Occasionally I feel a smidgen of unwarranted guilt when I’m on Facebook. It stems from reading various statuses about how awful 2016 has been for some. Guilt, because I am not normally the type of person who relishes in 1-upping or making another feel as though their emotions and struggles aren’t valid or justified, but part of me wants to do just that. Guilt, because it’s often an internal challenge to hold back the urge to judge those who publicly broadcast how negatively they perceive the past 12 months, 52 weeks, 365 days, and 525,600 minutes of their year (even with the extra day thrown in for leap). They can find time within those moments of misery to express to others how awful it has been for them, but seem to lack the same keyboard functionality when it comes to communicating something positive to say to their captive audience. We all possess the ability to open the blinds to a darkened room, even if the light hurts our eyes, so friggin’ suck it up and stop sucking the light out of the virtual living room we’re all hanging out in together . There are people living under tarps down by the river who have a better outlook on the year than you… even if they don’t have access to an internet connection or functional plumbing or food.
525,600 seconds (less the leap) and yet NONE of that was noteworthy when grabbing the social megaphone? Pish posh! Stop dwelling and sulking on the very thing you have the sole control to change: your ATTITUDE.
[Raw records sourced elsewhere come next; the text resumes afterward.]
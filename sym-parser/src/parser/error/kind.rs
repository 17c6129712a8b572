//! The kinds of errors that can occur while parsing, each implementing
//! [`sym_error::ErrorKind`] to render itself as a report.

use crate::tokenizer::TokenKind;
use ariadne::Fmt;
use sym_error::{ErrorKind, EXPR};

/// The end of the source code was reached unexpectedly.
#[derive(Debug, Clone, PartialEq)]
pub struct UnexpectedEof;

impl ErrorKind for UnexpectedEof {
    fn message(&self) -> String {
        "unexpected end of input".to_string()
    }

    fn labels(&self) -> Vec<String> {
        vec![format!("you might need to add another {} here", "expression".fg(EXPR))]
    }
}

/// The end of the source code was expected, but something else was found.
#[derive(Debug, Clone, PartialEq)]
pub struct ExpectedEof;

impl ErrorKind for ExpectedEof {
    fn message(&self) -> String {
        "expected end of input".to_string()
    }

    fn labels(&self) -> Vec<String> {
        vec![format!("I could not understand the remaining {} here", "expression".fg(EXPR))]
    }
}

/// An unexpected token was encountered.
#[derive(Debug, Clone, PartialEq)]
pub struct UnexpectedToken {
    /// The token(s) that were expected.
    pub expected: &'static [TokenKind],

    /// The token that was found.
    pub found: TokenKind,
}

impl ErrorKind for UnexpectedToken {
    fn message(&self) -> String {
        "unexpected token".to_string()
    }

    fn labels(&self) -> Vec<String> {
        vec![format!(
            "expected one of: {}",
            self.expected
                .iter()
                .map(|kind| format!("{:?}", kind))
                .collect::<Vec<_>>()
                .join(", "),
        )]
    }

    fn help(&self) -> Option<String> {
        Some(format!("found {:?}", self.found))
    }
}

/// A character that is not part of the grammar was encountered.
#[derive(Debug, Clone, PartialEq)]
pub struct InvalidCharacter;

impl ErrorKind for InvalidCharacter {
    fn message(&self) -> String {
        "invalid character".to_string()
    }

    fn labels(&self) -> Vec<String> {
        vec!["this character cannot be used here".to_string()]
    }
}

/// A parenthesis was not closed.
#[derive(Debug, Clone, PartialEq)]
pub struct UnclosedParenthesis {
    /// Whether the parenthesis was an opening parenthesis `(`. Otherwise, the parenthesis was a
    /// closing parenthesis `)`.
    pub opening: bool,
}

impl ErrorKind for UnclosedParenthesis {
    fn message(&self) -> String {
        "unclosed parenthesis".to_string()
    }

    fn labels(&self) -> Vec<String> {
        vec!["this parenthesis is not closed".to_string()]
    }

    fn help(&self) -> Option<String> {
        Some(if self.opening {
            "add a closing parenthesis `)` somewhere after this".to_string()
        } else {
            "add an opening parenthesis `(` somewhere before this".to_string()
        })
    }
}

/// There was no expression inside a pair of parentheses.
#[derive(Debug, Clone, PartialEq)]
pub struct EmptyParenthesis;

impl ErrorKind for EmptyParenthesis {
    fn message(&self) -> String {
        "missing expression inside parenthesis".to_string()
    }

    fn labels(&self) -> Vec<String> {
        vec!["add an expression here".to_string()]
    }
}

/// A built-in function was called with the wrong number of arguments.
#[derive(Debug, Clone, PartialEq)]
pub struct WrongArity {
    /// The name of the function.
    pub name: &'static str,

    /// The number of arguments the function takes.
    pub expected: usize,

    /// The number of arguments that were given.
    pub given: usize,
}

impl ErrorKind for WrongArity {
    fn message(&self) -> String {
        format!("wrong number of arguments for `{}`", self.name)
    }

    fn labels(&self) -> Vec<String> {
        vec![format!(
            "this call provides {} argument{}",
            self.given,
            if self.given == 1 { "" } else { "s" },
        )]
    }

    fn help(&self) -> Option<String> {
        Some(format!(
            "`{}` takes exactly {} argument{}",
            self.name,
            self.expected,
            if self.expected == 1 { "" } else { "s" },
        ))
    }
}
//! Rewrite-based simplification of algebraic expressions.
//!
//! # Expression representation
//!
//! Expressions in this crate are represented as a tree of [`Expr`] nodes, built from the AST
//! produced by [`sym_parser`] via the [`From`] trait. Unlike the AST, [`Expr`] carries no span
//! information: two occurrences of `x + 0` convert to identical values no matter where they
//! appear in the source. This structural identity is what the whole crate is built on. It is
//! how the simplifier recognizes that a rewrite has produced a term it has already seen.
//!
//! ```
//! use sym_engine::Expr;
//! use sym_parser::parser::{ast, Parser};
//!
//! let ast = Parser::new("x + 0").try_parse_full::<ast::Expr>().unwrap();
//! let expr = Expr::from(ast);
//! assert_eq!(expr.op_count(), 1);
//! ```
//!
//! # Simplification
//!
//! [`simplify()`] searches for the expression with the fewest operator nodes among everything
//! reachable from its input by the bidirectional rewrite rules in [`rewrite::rules`]. The search
//! is best-first over the rewrite graph: a priority queue keyed by operator count, a closed set
//! so no term is explored twice, and a trace of how each term was discovered so the winning
//! chain of rewrites can be replayed.
//!
//! Because every rule applies in both directions, the search is free to temporarily *grow* an
//! expression (distributing a product to expose a cancellation, say) as long as the detour
//! eventually pays off. The [`Limits`] passed to [`simplify_with`] bound how far it will wander.
//!
//! ```
//! use sym_engine::{simplify_with, Expr, Limits};
//! use sym_parser::parser::{ast, Parser};
//!
//! let ast = Parser::new("x * 1 + 0 * y").try_parse_full::<ast::Expr>().unwrap();
//! let result = simplify_with(&Expr::from(ast), Limits { max_ops: 32, max_iter: 256 });
//!
//! assert_eq!(result.expr.to_string(), "x");
//! ```

pub mod expr;
pub mod rewrite;
pub mod simplify;

pub use expr::Expr;
pub use simplify::{simplify, simplify_with, Limits, Simplified};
Of course, it would be remiss of me not to acknowledge that I am guilty of flogging social media with my brand of selfish negativity from time to time. This, however, is not one of those times. This isn’t about me! Stop yelling at me!! What does “hypocrite” mean, anyway?! Stop making finger quotes in the air when you use that word!
*ahem*
I Digress…
A few nights ago I was visiting with a friend of two decades. We hadn’t been in contact for several years prior to the early spring of this one. The memories we’d made in 2016, however, have been unfathomably delightful and salient. During the course of the evening, between sips of some of the best spiked hot cocoa that has ever coated my tongue (who knew coconut rum would be the slam dunk?!), she excitedly asked if I’d be interested in reading through her Blessing Jar together. The cynical adolescent phantom in my mind immediately began to cock its eyebrow at the thought of spending an evening with a beautiful woman reading her “blessings”. I swiftly kicked that attitude to the curb and embraced what she wanted to share with her friend.
Excitedly, she floated upstairs on a cloud of smiles and grabbed from the shelf a giant mason jar filled with tiny torn scraps of yellow paper and brought it down. Each piece was haphazardly folded in creases without much concern beyond concealing its written contents. She popped the top and dumped it all in front of us on the coffee table; roughly 50 of them. I lifted my mug to my lips, sipping liquid dark chocolate heaven as she explained: Starting January of 2016, any time something good happened in her day she would jot down that memory along with the date on a scrap of paper and toss it in the jar. For 12 months she resisted the urge to look through the notes as they piled up behind the glass. Sometimes she would have bad days and grab a couple of the pieces to remind herself that good things have happened, but for the most part this was to be their first unveiling.
Together we took turns randomly reading through her memories and the date when it was added to the collection.
To horribly paraphrase:
“I went to my first BSU football game today!”
“Dinner with my family!”
“Won a gift basket at a charity dinner”
“Went to the Shakespeare Festival!”
“A stranger bought me Starbucks!”
“Got to raft Hell’s Canyon!”
On and on they went. Some more epic than others, but all of them equally important to her. I was flattered to be included in a number of them.
It made me realize how quick and easy it is to dwell on what goes wrong throughout our day to day monotonous regimen. We are emotion-generating machines and, because of deep-rooted survival instincts, are programmed to focus on the things that hurt us, cause us fear, distrust, and create resentment. Those fleeting moments of awesome, which may have induced laughter or a good feeling, become buried under the rubble of routine. And, like Bing-Bong (the imaginary friend from Inside Out), they’re lost and forgotten in the dark caverns of our brain. Having something as simple as a “Blessing Jar” to clean off those dusty, abandoned bubbles of positive memories, is paramount to a healthy mind and another tool to consider if you’re already predicting 2017 may be a repeat.
2016 for me, even without a jar of paper blessings, was exceptional. I’ve made tremendous relationships with friends (new & old), I started a band, my kids are healthy and happy, I have a roof over my head, food to eat, a loving family, enough money to get me by, and I allow myself to love openly and honestly.
2017 will be the maiden voyage of the Blessing Jar for me. Actually, because I will likely always have a cynic living in my head, mine will be called The Gratitude Jar. It may be a Pinterest-y idea, but it never hurts to have as many tools in your toolbox as possible to get through another 12 months, 52 weeks, 365 days, and 525,600 minutes of challenges, struggles, and life-battles in order to find out what you’re really capable of at the end. We are solely responsible for our mindset. It is the only thing nobody can take away.